Task goal -> Your response must consist of the listing below, repeated exactly.

Records supplied ->
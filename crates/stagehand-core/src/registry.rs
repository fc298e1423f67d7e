//! The screen registry: the static conversation graph.
//!
//! Screens are registered per stage during startup, validated once, and the
//! resulting registry is immutable. Request-handling paths read it
//! concurrently without locking.

use crate::action::UserId;
use crate::error::{Result, StagehandError};
use crate::permission::PermissionEvaluator;
use crate::screen::{ButtonTarget, Screen, ScreenId};
use crate::session::Session;
use std::collections::HashMap;

/// The immutable screen graph, built once at startup.
#[derive(Debug)]
pub struct ScreenRegistry {
    screens: HashMap<ScreenId, Screen>,
    stages: HashMap<ScreenId, String>,
    entries: HashMap<String, ScreenId>,
    commands: HashMap<String, ScreenId>,
}

impl ScreenRegistry {
    pub fn builder() -> ScreenRegistryBuilder {
        ScreenRegistryBuilder::default()
    }

    /// Looks up a screen by id.
    pub fn get(&self, id: &ScreenId) -> Option<&Screen> {
        self.screens.get(id)
    }

    /// Resolves a stage to its designated entry screen.
    pub fn entry(&self, stage: &str) -> Option<&ScreenId> {
        self.entries.get(stage)
    }

    /// The stage a screen was registered under.
    pub fn stage_of(&self, id: &ScreenId) -> Option<&str> {
        self.stages.get(id).map(String::as_str)
    }

    /// Resolves a bot command (e.g. `/start`) to its bound screen.
    pub fn resolve_command(&self, command: &str) -> Option<&ScreenId> {
        self.commands.get(command)
    }

    pub fn contains(&self, id: &ScreenId) -> bool {
        self.screens.contains_key(id)
    }
}

/// Collects screen registrations and validates them into a [`ScreenRegistry`].
///
/// All validation failures are fatal configuration errors: the process must
/// refuse to start rather than defer them to request time.
#[derive(Default)]
pub struct ScreenRegistryBuilder {
    screens: HashMap<ScreenId, (String, Screen)>,
    entries: HashMap<String, Vec<ScreenId>>,
    commands: HashMap<String, ScreenId>,
    duplicates: Vec<ScreenId>,
}

impl ScreenRegistryBuilder {
    /// Registers a screen under a stage.
    pub fn register(mut self, stage: impl Into<String>, screen: Screen) -> Self {
        let stage = stage.into();
        let id = screen.id().clone();
        if self.screens.contains_key(&id) {
            self.duplicates.push(id);
        } else {
            self.screens.insert(id, (stage, screen));
        }
        self
    }

    /// Registers a screen and designates it as the stage's entry screen.
    pub fn register_entry(mut self, stage: impl Into<String>, screen: Screen) -> Self {
        let stage = stage.into();
        let id = screen.id().clone();
        self.entries.entry(stage.clone()).or_default().push(id);
        self.register(stage, screen)
    }

    /// Binds a bot command to a target screen.
    pub fn bind_command(mut self, command: impl Into<String>, target: impl Into<ScreenId>) -> Self {
        self.commands.insert(command.into(), target.into());
        self
    }

    /// Validates the collected registrations and builds the registry.
    ///
    /// Checks: no duplicate screen ids, exactly one entry screen per stage,
    /// every button transition target resolves, every command binding
    /// resolves, and every referenced permission rule is registered on the
    /// evaluator. Keyboard producers are invoked once with a probe session
    /// to collect their declared targets.
    pub fn build(self, evaluator: &PermissionEvaluator) -> Result<ScreenRegistry> {
        if let Some(id) = self.duplicates.first() {
            return Err(StagehandError::config(format!(
                "duplicate screen id '{id}'"
            )));
        }

        let mut entries = HashMap::new();
        for (stage, screens) in &self.entries {
            match screens.as_slice() {
                [entry] => {
                    entries.insert(stage.clone(), entry.clone());
                }
                [] => unreachable!("entry list is only created on insert"),
                many => {
                    return Err(StagehandError::config(format!(
                        "stage '{stage}' has {} entry screens, expected exactly one",
                        many.len()
                    )));
                }
            }
        }
        for (stage, _) in self.screens.values() {
            if !entries.contains_key(stage) {
                return Err(StagehandError::config(format!(
                    "stage '{stage}' has no entry screen"
                )));
            }
        }

        for (id, (stage, screen)) in &self.screens {
            if let Some(rule) = screen.entry_permission() {
                evaluator.validate_rule(rule)?;
            }

            let probe = Session::new(UserId(0), stage.clone(), id.clone());
            for row in screen.keyboard(&probe) {
                for button in row {
                    if let Some(rule) = &button.required {
                        evaluator.validate_rule(rule)?;
                    }
                    if let ButtonTarget::Transition(target) = &button.target {
                        if !self.screens.contains_key(target) {
                            return Err(StagehandError::config(format!(
                                "screen '{id}' declares a button targeting unknown screen '{target}'"
                            )));
                        }
                    }
                }
            }
        }

        for (command, target) in &self.commands {
            if !self.screens.contains_key(target) {
                return Err(StagehandError::config(format!(
                    "command '{command}' is bound to unknown screen '{target}'"
                )));
            }
        }

        evaluator.validate()?;

        let mut screens = HashMap::with_capacity(self.screens.len());
        let mut stages = HashMap::with_capacity(self.screens.len());
        for (id, (stage, screen)) in self.screens {
            stages.insert(id.clone(), stage);
            screens.insert(id, screen);
        }
        Ok(ScreenRegistry {
            screens,
            stages,
            entries,
            commands: self.commands,
        })
    }
}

Solution to this exercise ->
filename crates/stagehand-core/src/registry.rs
repository fc298e1423f67d7e
//! The screen registry: the static conversation graph.
//!
//! Screens are registered per stage during startup, validated once, and the
//! resulting registry is immutable. Request-handling paths read it
//! concurrently without locking.

use crate::action::UserId;
use crate::error::{Result, StagehandError};
use crate::permission::PermissionEvaluator;
use crate::screen::{ButtonTarget, Screen, ScreenId};
use crate::session::Session;
use std::collections::HashMap;

/// The immutable screen graph, built once at startup.
#[derive(Debug)]
pub struct ScreenRegistry {
    screens: HashMap<ScreenId, Screen>,
    stages: HashMap<ScreenId, String>,
    entries: HashMap<String, ScreenId>,
    commands: HashMap<String, ScreenId>,
}

impl ScreenRegistry {
    pub fn builder() -> ScreenRegistryBuilder {
        ScreenRegistryBuilder::default()
    }

    /// Looks up a screen by id.
    pub fn get(&self, id: &ScreenId) -> Option<&Screen> {
        self.screens.get(id)
    }

    /// Resolves a stage to its designated entry screen.
    pub fn entry(&self, stage: &str) -> Option<&ScreenId> {
        self.entries.get(stage)
    }

    /// The stage a screen was registered under.
    pub fn stage_of(&self, id: &ScreenId) -> Option<&str> {
        self.stages.get(id).map(String::as_str)
    }

    /// Resolves a bot command (e.g. `/start`) to its bound screen.
    pub fn resolve_command(&self, command: &str) -> Option<&ScreenId> {
        self.commands.get(command)
    }

    pub fn contains(&self, id: &ScreenId) -> bool {
        self.screens.contains_key(id)
    }
}

/// Collects screen registrations and validates them into a [`ScreenRegistry`].
///
/// All validation failures are fatal configuration errors: the process must
/// refuse to start rather than defer them to request time.
#[derive(Default)]
pub struct ScreenRegistryBuilder {
    screens: HashMap<ScreenId, (String, Screen)>,
    entries: HashMap<String, Vec<ScreenId>>,
    commands: HashMap<String, ScreenId>,
    duplicates: Vec<ScreenId>,
}

impl ScreenRegistryBuilder {
    /// Registers a screen under a stage.
    pub fn register(mut self, stage: impl Into<String>, screen: Screen) -> Self {
        let stage = stage.into();
        let id = screen.id().clone();
        if self.screens.contains_key(&id) {
            self.duplicates.push(id);
        } else {
            self.screens.insert(id, (stage, screen));
        }
        self
    }

    /// Registers a screen and designates it as the stage's entry screen.
    pub fn register_entry(mut self, stage: impl Into<String>, screen: Screen) -> Self {
        let stage = stage.into();
        let id = screen.id().clone();
        self.entries.entry(stage.clone()).or_default().push(id);
        self.register(stage, screen)
    }

    /// Binds a bot command to a target screen.
    pub fn bind_command(mut self, command: impl Into<String>, target: impl Into<ScreenId>) -> Self {
        self.commands.insert(command.into(), target.into());
        self
    }

    /// Validates the collected registrations and builds the registry.
    ///
    /// Checks: no duplicate screen ids, exactly one entry screen per stage,
    /// every button transition target resolves, every command binding
    /// resolves, and every referenced permission rule is registered on the
    /// evaluator. Keyboard producers are invoked once with a probe session
    /// to collect their declared targets.
    pub fn build(self, evaluator: &PermissionEvaluator) -> Result<ScreenRegistry> {
        if let Some(id) = self.duplicates.first() {
            return Err(StagehandError::config(format!(
                "duplicate screen id '{id}'"
            )));
        }

        let mut entries = HashMap::new();
        for (stage, screens) in &self.entries {
            match screens.as_slice() {
                [entry] => {
                    entries.insert(stage.clone(), entry.clone());
                }
                [] => unreachable!("entry list is only created on insert"),
                many => {
                    return Err(StagehandError::config(format!(
                        "stage '{stage}' has {} entry screens, expected exactly one",
                        many.len()
                    )));
                }
            }
        }
        for (stage, _) in self.screens.values() {
            if !entries.contains_key(stage) {
                return Err(StagehandError::config(format!(
                    "stage '{stage}' has no entry screen"
                )));
            }
        }

        for (id, (stage, screen)) in &self.screens {
            if let Some(rule) = screen.entry_permission() {
                evaluator.validate_rule(rule)?;
            }

            let probe = Session::new(UserId(0), stage.clone(), id.clone());
            for row in screen.keyboard(&probe) {
                for button in row {
                    if let Some(rule) = &button.required {
                        evaluator.validate_rule(rule)?;
                    }
                    if let ButtonTarget::Transition(target) = &button.target {
                        if !self.screens.contains_key(target) {
                            return Err(StagehandError::config(format!(
                                "screen '{id}' declares a button targeting unknown screen '{target}'"
                            )));
                        }
                    }
                }
            }
        }

        for (command, target) in &self.commands {
            if !self.screens.contains_key(target) {
                return Err(StagehandError::config(format!(
                    "command '{command}' is bound to unknown screen '{target}'"
                )));
            }
        }

        evaluator.validate()?;

        let mut screens = HashMap::with_capacity(self.screens.len());
        let mut stages = HashMap::with_capacity(self.screens.len());
        for (id, (stage, screen)) in self.screens {
            stages.insert(id.clone(), stage);
            screens.insert(id, screen);
        }
        Ok(ScreenRegistry {
            screens,
            stages,
            entries,
            commands: self.commands,
        })
    }
}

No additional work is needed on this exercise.